|
From: Erik Osterlund <honeybee@elgon.se>
Date: Sat, 5 Jan 2002 09:56:00 +0100
To: BiologicalBeekeeping@yahoogroups.com
Subject: Re: Brood diseases
At 07.33 +1000 02-01-05, T
& M Weatherhead wrote:
>This
do not automatically prove that the smaller cell size was the
reason
>why the varroa preferred Italian workers to the AHB workers.
I would
>suggest that it also supports the juvenile hormone (JH) theory
where the JH
>produced in the AHB is somehow not switching on the varroa
trigger to
>reproduce whereas the JH in the Italian was and cell size
had nothing to do
>with it. The other comment I would make is that if there
were only two (2)
>colonies used then the data does not seem relative in statistical
terms.
Trevor
Comment1: The small and the
"big"cells were present in both colonies. And
the same result in both. Thus the result is to be related not
the strain of
bees, but to the size of cells.
Comment 2: You are absolutely right concerning the size of the
test. And
unfortunately that is too often the case.

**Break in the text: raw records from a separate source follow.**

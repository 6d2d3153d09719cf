//! Rollback coordination
//!
//! Compensating actions for a failed or aborted rollout, in order:
//! 1. Revert traffic to 0% (retried with backoff; exhaustion is fatal)
//! 2. Remove the target slot (best effort)
//! 3. Alert with the triggering verdict (best effort)
//!
//! The baseline is never touched here.

use crate::deploy::DeployBackend;
use crate::error::RollbackFailed;
use crate::events::{NotificationSink, RolloutEvent, RolloutEventKind};
use crate::retry::{retry_with_backoff, RetryConfig};
use crate::traffic::TrafficController;
use crate::types::RolloutState;
use std::sync::Arc;

/// Why compensating actions are running
#[derive(Debug, Clone, Copy, PartialEq, Eq)]
pub enum RollbackTrigger {
    /// Health, backend or timeout failure
    Failure,
    /// Operator abort with traffic already shifted
    OperatorAbort,
}

/// What the compensating actions achieved
#[derive(Debug, Clone, PartialEq, Eq)]
pub struct RollbackOutcome {
    /// Traffic is back at 0%
    pub reverted: bool,
    /// Revert calls made
    pub revert_attempts: u32,
    /// Target slot removal result; `None` when not attempted
    pub target_removed: Option<bool>,
    /// Alert delivered
    pub alert_sent: bool,
}

impl RollbackOutcome {
    /// Whether every attempted step succeeded
    #[must_use]
    pub fn is_clean(&self) -> bool {
        self.reverted && self.target_removed != Some(false)
    }
}

/// Executes rollbacks against the routing and deploy backends
#[derive(Clone)]
pub struct RollbackCoordinator {
    traffic: Arc<dyn TrafficController>,
    deploy: Arc<dyn DeployBackend>,
    sink: Arc<dyn NotificationSink>,
    retry: RetryConfig,
}

impl std::fmt::Debug for RollbackCoordinator {
    fn fmt(&self, f: &mut std::fmt::Formatter<'_>) -> std::fmt::Result {
        f.debug_struct("RollbackCoordinator")
            .field("retry", &self.retry)
            .finish_non_exhaustive()
    }
}

impl RollbackCoordinator {
    /// Create coordinator
    #[must_use]
    pub fn new(
        traffic: Arc<dyn TrafficController>,
        deploy: Arc<dyn DeployBackend>,
        sink: Arc<dyn NotificationSink>,
        retry: RetryConfig,
    ) -> Self {
        Self {
            traffic,
            deploy,
            sink,
            retry,
        }
    }

    /// Run the compensating actions for `state`
    ///
    /// # Errors
    /// Returns [`RollbackFailed`] when traffic could not be reverted within
    /// the retry bound. A `RollbackFailed` event has already been published.
    pub async fn execute(
        &self,
        state: &RolloutState,
        trigger: RollbackTrigger,
    ) -> Result<RollbackOutcome, RollbackFailed> {
        let environment = state.environment();
        let reason = state
            .failure
            .as_ref()
            .map_or_else(|| "operator abort".to_string(), |f| f.reason.clone());

        tracing::warn!(
            rollout_id = %state.id,
            environment = %environment,
            traffic = state.traffic_percent,
            trigger = ?trigger,
            reason = %reason,
            "Reverting traffic"
        );

        let (reverted, revert_attempts) =
            retry_with_backoff(&self.retry, "traffic.revert", || self.traffic.revert(environment))
                .await;

        if let Err(last_error) = reverted {
            let failure = RollbackFailed {
                rollout_id: state.id,
                environment: environment.to_string(),
                attempts: revert_attempts,
                last_error,
            };
            self.notify(
                state,
                RolloutEventKind::RollbackFailed {
                    reason,
                    attempts: revert_attempts,
                    error: failure.last_error.to_string(),
                },
            )
            .await;
            return Err(failure);
        }

        let target_removed = if state.target_deployed && state.request.rollback_policy.cleanup_target
        {
            Some(self.release_target(state).await)
        } else {
            None
        };

        let alert_sent = match trigger {
            RollbackTrigger::Failure => {
                self.notify(
                    state,
                    RolloutEventKind::RolledBack {
                        reason,
                        cleanup_ok: target_removed != Some(false),
                    },
                )
                .await
            }
            RollbackTrigger::OperatorAbort => false,
        };

        tracing::info!(
            rollout_id = %state.id,
            environment = %environment,
            attempts = revert_attempts,
            target_removed = ?target_removed,
            "Traffic reverted"
        );

        Ok(RollbackOutcome {
            reverted: true,
            revert_attempts,
            target_removed,
            alert_sent,
        })
    }

    /// Remove the target slot; failures are logged and reported as `false`
    pub async fn release_target(&self, state: &RolloutState) -> bool {
        match self
            .deploy
            .remove_target(state.environment(), &state.request.artifact)
            .await
        {
            Ok(()) => true,
            Err(e) => {
                tracing::warn!(
                    rollout_id = %state.id,
                    environment = %state.environment(),
                    error = %e,
                    "Target slot cleanup failed"
                );
                false
            }
        }
    }

    async fn notify(&self, state: &RolloutState, kind: RolloutEventKind) -> bool {
        let event = RolloutEvent::new(state.id, state.environment().clone(), kind);
        match self.sink.publish(event).await {
            Ok(()) => true,
            Err(e) => {
                tracing::warn!(rollout_id = %state.id, error = %e, "Alert delivery failed");
                false
            }
        }
    }
}

#[cfg(test)]
mod tests {
    use super::*;
    use crate::deploy::MockDeployBackend;
    use crate::error::BackendError;
    use crate::events::{ChannelSink, MockNotificationSink};
    use crate::traffic::MockTrafficController;
    use crate::types::{DeploymentRequest, FailureReport, RolloutId};

    fn failed_state() -> RolloutState {
        let mut state =
            RolloutState::new(RolloutId::new(), DeploymentRequest::new("prod", "api:v2"));
        state.traffic_percent = 25;
        state.target_deployed = true;
        state.failure = Some(FailureReport {
            reason: "latency regression".to_string(),
            verdict: None,
        });
        state
    }

    fn fast_retry() -> RetryConfig {
        RetryConfig::with_max_attempts(3).with_initial_delay(std::time::Duration::from_millis(10))
    }

    #[tokio::test(start_paused = true)]
    async fn reverts_once_and_cleans_up() {
        let mut traffic = MockTrafficController::new();
        traffic.expect_revert().times(1).returning(|_| Ok(()));
        let mut deploy = MockDeployBackend::new();
        deploy.expect_remove_target().times(1).returning(|_, _| Ok(()));
        let (sink, mut rx) = ChannelSink::new();

        let coordinator =
            RollbackCoordinator::new(Arc::new(traffic), Arc::new(deploy), Arc::new(sink), fast_retry());
        let outcome = coordinator
            .execute(&failed_state(), RollbackTrigger::Failure)
            .await
            .unwrap();

        assert!(outcome.is_clean());
        assert_eq!(outcome.revert_attempts, 1);
        assert_eq!(outcome.target_removed, Some(true));
        assert!(outcome.alert_sent);
        assert!(matches!(
            rx.try_recv().unwrap().kind,
            RolloutEventKind::RolledBack { cleanup_ok: true, .. }
        ));
    }

    #[tokio::test(start_paused = true)]
    async fn transient_revert_failure_is_retried() {
        let mut traffic = MockTrafficController::new();
        let mut seq = mockall::Sequence::new();
        traffic
            .expect_revert()
            .times(1)
            .in_sequence(&mut seq)
            .returning(|_| Err(BackendError::routing("503").transient()));
        traffic
            .expect_revert()
            .times(1)
            .in_sequence(&mut seq)
            .returning(|_| Ok(()));
        let mut deploy = MockDeployBackend::new();
        deploy.expect_remove_target().returning(|_, _| Ok(()));
        let (sink, _rx) = ChannelSink::new();

        let coordinator =
            RollbackCoordinator::new(Arc::new(traffic), Arc::new(deploy), Arc::new(sink), fast_retry());
        let outcome = coordinator
            .execute(&failed_state(), RollbackTrigger::Failure)
            .await
            .unwrap();
        assert_eq!(outcome.revert_attempts, 2);
    }

    #[tokio::test(start_paused = true)]
    async fn exhausted_revert_escalates() {
        let mut traffic = MockTrafficController::new();
        traffic
            .expect_revert()
            .times(3)
            .returning(|_| Err(BackendError::routing("mesh unreachable").transient()));
        let mut deploy = MockDeployBackend::new();
        deploy.expect_remove_target().never();
        let (sink, mut rx) = ChannelSink::new();

        let coordinator =
            RollbackCoordinator::new(Arc::new(traffic), Arc::new(deploy), Arc::new(sink), fast_retry());
        let err = coordinator
            .execute(&failed_state(), RollbackTrigger::Failure)
            .await
            .unwrap_err();

        assert_eq!(err.attempts, 3);
        assert_eq!(err.environment, "prod");
        let event = rx.try_recv().unwrap();
        assert!(event.requires_human());
    }

    #[tokio::test(start_paused = true)]
    async fn cleanup_and_alert_failures_do_not_fail_rollback() {
        let mut traffic = MockTrafficController::new();
        traffic.expect_revert().times(1).returning(|_| Ok(()));
        let mut deploy = MockDeployBackend::new();
        deploy
            .expect_remove_target()
            .returning(|_, _| Err(BackendError::deploy("slot busy")));
        let mut sink = MockNotificationSink::new();
        sink.expect_publish()
            .returning(|_| Err(BackendError::notification("webhook down")));

        let coordinator =
            RollbackCoordinator::new(Arc::new(traffic), Arc::new(deploy), Arc::new(sink), fast_retry());
        let outcome = coordinator
            .execute(&failed_state(), RollbackTrigger::Failure)
            .await
            .unwrap();

        assert!(outcome.reverted);
        assert_eq!(outcome.target_removed, Some(false));
        assert!(!outcome.alert_sent);
        assert!(!outcome.is_clean());
    }

    #[tokio::test(start_paused = true)]
    async fn abort_skips_alert_and_respects_cleanup_policy() {
        let mut traffic = MockTrafficController::new();
        traffic.expect_revert().times(1).returning(|_| Ok(()));
        let mut deploy = MockDeployBackend::new();
        deploy.expect_remove_target().never();
        let mut sink = MockNotificationSink::new();
        sink.expect_publish().never();

        let mut state = failed_state();
        state.failure = None;
        state.request.rollback_policy.cleanup_target = false;

        let coordinator =
            RollbackCoordinator::new(Arc::new(traffic), Arc::new(deploy), Arc::new(sink), fast_retry());
        let outcome = coordinator
            .execute(&state, RollbackTrigger::OperatorAbort)
            .await
            .unwrap();

        assert_eq!(outcome.target_removed, None);
        assert!(!outcome.alert_sent);
    }
}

Comment 3: Another comment that strikes me again and again, and
also now
again is that all these tests being done concerning varroa are
made to find
out the traits of the mites and not the traits of the bees. The
most
important factor concerning cell size is not the impact on the
mite or its
reproduction, but on the traits of the bee and bee colony. In
first place
the enchanced cleansing behaviour reported by different beekeepers
using
small cell size. If the bees are cleaning out or at certain intervalls
disturbing the reproduction of the mites by so called premature
uncapping
of the brood, then how fast the mites reproduce is not of such
importance
as seemed to be stressed by most scientists.